● **WHAT YOU NEED TO DO**
Scan the material for the string "options" and copy out every line in which it occurs.

● **ENTRIES SHOWN**
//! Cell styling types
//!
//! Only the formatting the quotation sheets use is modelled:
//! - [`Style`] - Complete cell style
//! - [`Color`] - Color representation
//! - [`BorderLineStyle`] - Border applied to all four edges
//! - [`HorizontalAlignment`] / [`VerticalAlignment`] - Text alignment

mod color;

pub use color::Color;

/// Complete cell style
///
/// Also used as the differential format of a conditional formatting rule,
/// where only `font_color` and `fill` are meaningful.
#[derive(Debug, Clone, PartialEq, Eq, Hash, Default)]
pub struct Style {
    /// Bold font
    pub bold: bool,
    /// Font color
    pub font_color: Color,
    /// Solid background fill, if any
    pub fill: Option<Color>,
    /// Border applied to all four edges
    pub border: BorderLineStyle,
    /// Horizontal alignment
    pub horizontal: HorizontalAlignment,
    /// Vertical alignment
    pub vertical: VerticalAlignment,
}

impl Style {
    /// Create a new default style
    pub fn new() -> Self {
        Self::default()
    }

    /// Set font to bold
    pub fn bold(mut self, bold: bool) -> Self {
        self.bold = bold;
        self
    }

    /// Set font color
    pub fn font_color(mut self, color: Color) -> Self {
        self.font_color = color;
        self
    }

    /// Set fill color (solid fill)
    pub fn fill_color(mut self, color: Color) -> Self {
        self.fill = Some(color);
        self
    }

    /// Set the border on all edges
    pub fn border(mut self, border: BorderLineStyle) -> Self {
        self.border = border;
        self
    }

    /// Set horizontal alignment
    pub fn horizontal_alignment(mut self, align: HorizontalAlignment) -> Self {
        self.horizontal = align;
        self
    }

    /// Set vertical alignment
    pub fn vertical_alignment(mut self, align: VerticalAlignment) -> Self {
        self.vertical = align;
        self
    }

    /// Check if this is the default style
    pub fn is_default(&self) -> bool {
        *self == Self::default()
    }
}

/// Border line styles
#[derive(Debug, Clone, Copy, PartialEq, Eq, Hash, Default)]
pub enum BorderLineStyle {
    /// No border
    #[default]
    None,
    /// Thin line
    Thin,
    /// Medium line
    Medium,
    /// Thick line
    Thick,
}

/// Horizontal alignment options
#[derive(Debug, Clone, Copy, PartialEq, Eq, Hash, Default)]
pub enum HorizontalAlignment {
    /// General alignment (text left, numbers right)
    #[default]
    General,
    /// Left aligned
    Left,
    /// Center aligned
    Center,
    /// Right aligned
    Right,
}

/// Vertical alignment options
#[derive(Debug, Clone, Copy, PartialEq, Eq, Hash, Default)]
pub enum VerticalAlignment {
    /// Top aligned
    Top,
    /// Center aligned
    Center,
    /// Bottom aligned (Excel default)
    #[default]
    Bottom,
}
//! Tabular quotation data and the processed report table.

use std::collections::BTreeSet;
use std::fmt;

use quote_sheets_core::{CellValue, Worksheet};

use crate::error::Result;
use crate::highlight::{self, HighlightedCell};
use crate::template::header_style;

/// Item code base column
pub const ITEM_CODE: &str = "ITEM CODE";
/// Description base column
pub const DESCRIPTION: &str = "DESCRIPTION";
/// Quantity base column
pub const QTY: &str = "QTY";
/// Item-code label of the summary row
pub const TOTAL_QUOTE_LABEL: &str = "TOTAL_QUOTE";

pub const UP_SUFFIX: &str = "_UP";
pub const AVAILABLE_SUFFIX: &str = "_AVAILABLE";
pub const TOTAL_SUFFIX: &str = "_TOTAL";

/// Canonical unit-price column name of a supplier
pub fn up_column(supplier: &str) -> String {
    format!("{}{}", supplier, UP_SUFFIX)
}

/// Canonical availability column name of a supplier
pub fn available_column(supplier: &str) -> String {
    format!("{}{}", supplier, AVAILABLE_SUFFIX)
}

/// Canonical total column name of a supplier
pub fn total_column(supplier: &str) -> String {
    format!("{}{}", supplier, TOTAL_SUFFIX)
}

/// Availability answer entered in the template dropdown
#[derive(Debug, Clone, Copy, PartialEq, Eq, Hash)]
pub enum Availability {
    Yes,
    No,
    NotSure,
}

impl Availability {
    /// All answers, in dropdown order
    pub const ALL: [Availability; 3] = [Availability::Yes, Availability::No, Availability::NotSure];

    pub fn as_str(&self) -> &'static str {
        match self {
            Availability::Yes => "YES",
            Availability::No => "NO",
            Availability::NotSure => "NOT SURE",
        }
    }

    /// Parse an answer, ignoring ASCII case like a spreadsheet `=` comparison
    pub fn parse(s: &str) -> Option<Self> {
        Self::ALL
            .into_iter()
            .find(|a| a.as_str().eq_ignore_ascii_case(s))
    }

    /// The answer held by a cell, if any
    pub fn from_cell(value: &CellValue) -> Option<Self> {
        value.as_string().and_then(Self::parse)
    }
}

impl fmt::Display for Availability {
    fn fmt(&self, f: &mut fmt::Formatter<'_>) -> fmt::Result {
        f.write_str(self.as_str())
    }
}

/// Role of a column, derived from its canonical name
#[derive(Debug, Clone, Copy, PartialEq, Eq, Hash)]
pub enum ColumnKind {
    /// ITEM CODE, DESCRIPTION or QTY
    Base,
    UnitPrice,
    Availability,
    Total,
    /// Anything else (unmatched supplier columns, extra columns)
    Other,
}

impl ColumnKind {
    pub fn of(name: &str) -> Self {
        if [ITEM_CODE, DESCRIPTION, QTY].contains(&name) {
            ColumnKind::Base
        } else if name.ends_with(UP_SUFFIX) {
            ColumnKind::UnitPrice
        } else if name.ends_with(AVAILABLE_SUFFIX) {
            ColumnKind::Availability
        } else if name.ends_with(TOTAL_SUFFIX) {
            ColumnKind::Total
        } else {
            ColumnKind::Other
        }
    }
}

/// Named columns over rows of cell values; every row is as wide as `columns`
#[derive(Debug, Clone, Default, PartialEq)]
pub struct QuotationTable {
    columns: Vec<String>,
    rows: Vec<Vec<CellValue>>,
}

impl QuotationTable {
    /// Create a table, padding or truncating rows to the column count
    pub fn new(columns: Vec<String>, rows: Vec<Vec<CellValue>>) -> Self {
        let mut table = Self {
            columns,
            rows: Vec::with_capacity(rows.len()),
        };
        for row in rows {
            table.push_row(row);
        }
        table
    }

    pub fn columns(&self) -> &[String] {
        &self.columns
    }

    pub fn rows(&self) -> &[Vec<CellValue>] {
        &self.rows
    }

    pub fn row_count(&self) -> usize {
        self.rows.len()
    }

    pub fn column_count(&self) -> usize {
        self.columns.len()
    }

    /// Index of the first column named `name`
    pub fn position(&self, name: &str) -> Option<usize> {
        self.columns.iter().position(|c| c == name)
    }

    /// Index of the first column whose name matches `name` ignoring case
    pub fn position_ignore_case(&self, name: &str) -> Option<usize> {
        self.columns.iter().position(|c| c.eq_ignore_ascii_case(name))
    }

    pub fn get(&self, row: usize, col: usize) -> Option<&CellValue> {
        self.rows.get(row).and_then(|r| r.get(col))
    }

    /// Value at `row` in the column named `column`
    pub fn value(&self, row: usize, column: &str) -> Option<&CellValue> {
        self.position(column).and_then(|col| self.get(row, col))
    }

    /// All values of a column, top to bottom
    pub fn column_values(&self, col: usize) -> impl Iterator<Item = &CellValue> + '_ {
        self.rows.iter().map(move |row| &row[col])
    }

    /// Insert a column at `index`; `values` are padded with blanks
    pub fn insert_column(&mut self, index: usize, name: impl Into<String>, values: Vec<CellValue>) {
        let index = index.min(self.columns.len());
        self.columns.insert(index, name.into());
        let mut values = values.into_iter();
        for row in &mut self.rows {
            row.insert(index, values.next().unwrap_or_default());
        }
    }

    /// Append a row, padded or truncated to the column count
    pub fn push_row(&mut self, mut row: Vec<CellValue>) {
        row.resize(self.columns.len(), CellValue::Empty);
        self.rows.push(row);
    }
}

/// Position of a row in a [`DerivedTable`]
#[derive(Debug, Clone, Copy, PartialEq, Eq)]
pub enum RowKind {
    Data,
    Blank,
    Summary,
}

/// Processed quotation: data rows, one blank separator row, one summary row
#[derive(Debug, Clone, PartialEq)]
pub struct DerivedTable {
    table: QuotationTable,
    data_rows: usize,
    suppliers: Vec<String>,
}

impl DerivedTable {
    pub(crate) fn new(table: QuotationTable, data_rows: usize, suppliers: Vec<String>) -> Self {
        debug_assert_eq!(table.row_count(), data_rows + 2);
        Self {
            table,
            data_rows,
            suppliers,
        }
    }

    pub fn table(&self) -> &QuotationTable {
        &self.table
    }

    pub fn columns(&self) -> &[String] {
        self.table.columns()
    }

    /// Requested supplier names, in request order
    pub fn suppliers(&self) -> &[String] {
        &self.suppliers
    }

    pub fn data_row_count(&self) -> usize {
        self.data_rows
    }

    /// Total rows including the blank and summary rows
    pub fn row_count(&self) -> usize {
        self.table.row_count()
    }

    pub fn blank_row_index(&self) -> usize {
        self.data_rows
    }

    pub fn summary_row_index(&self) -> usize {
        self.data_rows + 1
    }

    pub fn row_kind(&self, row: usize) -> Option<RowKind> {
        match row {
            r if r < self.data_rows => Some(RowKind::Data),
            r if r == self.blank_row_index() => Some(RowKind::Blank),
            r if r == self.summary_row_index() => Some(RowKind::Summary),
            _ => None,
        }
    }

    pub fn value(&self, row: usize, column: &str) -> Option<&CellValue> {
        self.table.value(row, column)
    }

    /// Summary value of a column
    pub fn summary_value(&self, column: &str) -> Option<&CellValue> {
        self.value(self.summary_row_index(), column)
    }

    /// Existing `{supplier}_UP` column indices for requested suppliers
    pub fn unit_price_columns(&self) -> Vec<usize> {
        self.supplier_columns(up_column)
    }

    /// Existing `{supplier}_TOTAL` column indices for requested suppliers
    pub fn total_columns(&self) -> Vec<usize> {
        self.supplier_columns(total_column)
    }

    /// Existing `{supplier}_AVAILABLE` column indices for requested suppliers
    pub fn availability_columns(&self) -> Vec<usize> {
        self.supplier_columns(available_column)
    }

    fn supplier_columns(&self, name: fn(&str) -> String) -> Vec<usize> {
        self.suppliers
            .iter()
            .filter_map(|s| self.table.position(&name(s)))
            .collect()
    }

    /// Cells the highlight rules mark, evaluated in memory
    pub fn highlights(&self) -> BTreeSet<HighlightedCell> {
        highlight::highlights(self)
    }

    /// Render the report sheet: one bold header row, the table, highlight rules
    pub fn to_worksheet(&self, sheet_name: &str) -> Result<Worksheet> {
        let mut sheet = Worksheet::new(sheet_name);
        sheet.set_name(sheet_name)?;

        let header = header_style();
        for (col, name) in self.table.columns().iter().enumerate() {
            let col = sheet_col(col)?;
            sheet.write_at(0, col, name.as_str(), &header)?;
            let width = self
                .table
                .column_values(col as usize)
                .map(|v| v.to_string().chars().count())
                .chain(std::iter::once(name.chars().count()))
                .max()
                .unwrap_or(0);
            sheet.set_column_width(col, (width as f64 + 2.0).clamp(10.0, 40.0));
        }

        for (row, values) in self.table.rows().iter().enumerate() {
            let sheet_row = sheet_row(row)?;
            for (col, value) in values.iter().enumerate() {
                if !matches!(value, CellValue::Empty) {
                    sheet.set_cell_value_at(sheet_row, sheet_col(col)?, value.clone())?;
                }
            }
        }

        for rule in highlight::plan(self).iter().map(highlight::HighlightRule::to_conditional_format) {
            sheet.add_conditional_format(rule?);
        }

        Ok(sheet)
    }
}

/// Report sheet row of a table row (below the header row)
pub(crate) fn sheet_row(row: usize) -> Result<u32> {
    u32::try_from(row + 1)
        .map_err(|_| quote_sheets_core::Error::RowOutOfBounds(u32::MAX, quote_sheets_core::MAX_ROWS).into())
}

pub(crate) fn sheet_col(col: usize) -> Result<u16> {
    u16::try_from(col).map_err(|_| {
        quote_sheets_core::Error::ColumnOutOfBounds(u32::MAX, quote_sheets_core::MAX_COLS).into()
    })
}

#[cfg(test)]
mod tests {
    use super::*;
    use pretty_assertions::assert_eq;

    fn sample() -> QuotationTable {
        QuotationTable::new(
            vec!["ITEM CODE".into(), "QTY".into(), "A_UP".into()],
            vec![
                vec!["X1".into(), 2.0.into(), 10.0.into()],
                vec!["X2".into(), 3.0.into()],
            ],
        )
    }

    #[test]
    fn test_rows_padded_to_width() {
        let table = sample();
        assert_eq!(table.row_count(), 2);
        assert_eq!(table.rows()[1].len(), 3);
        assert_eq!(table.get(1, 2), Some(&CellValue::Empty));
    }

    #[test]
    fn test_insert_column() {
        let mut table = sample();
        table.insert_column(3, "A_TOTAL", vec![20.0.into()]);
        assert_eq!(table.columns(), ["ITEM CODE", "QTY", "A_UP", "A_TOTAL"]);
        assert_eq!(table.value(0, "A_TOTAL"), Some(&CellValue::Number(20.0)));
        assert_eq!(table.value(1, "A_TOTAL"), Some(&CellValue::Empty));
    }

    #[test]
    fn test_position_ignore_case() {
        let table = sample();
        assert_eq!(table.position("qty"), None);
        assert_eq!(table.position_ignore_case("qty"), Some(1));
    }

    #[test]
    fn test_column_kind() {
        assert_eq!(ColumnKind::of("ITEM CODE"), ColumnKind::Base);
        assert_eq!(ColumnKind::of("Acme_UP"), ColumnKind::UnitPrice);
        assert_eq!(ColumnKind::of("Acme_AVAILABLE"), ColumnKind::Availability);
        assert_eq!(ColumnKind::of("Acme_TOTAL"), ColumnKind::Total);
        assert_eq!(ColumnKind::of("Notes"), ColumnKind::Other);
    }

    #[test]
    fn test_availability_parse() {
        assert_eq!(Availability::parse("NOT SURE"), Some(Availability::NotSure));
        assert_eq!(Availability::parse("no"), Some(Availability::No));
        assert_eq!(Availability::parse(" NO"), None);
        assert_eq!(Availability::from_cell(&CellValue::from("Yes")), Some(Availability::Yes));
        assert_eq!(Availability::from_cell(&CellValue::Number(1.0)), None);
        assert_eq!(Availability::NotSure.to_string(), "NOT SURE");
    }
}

● **ANSWER TO THE EXERCISE**
/// Horizontal alignment options
/// Vertical alignment options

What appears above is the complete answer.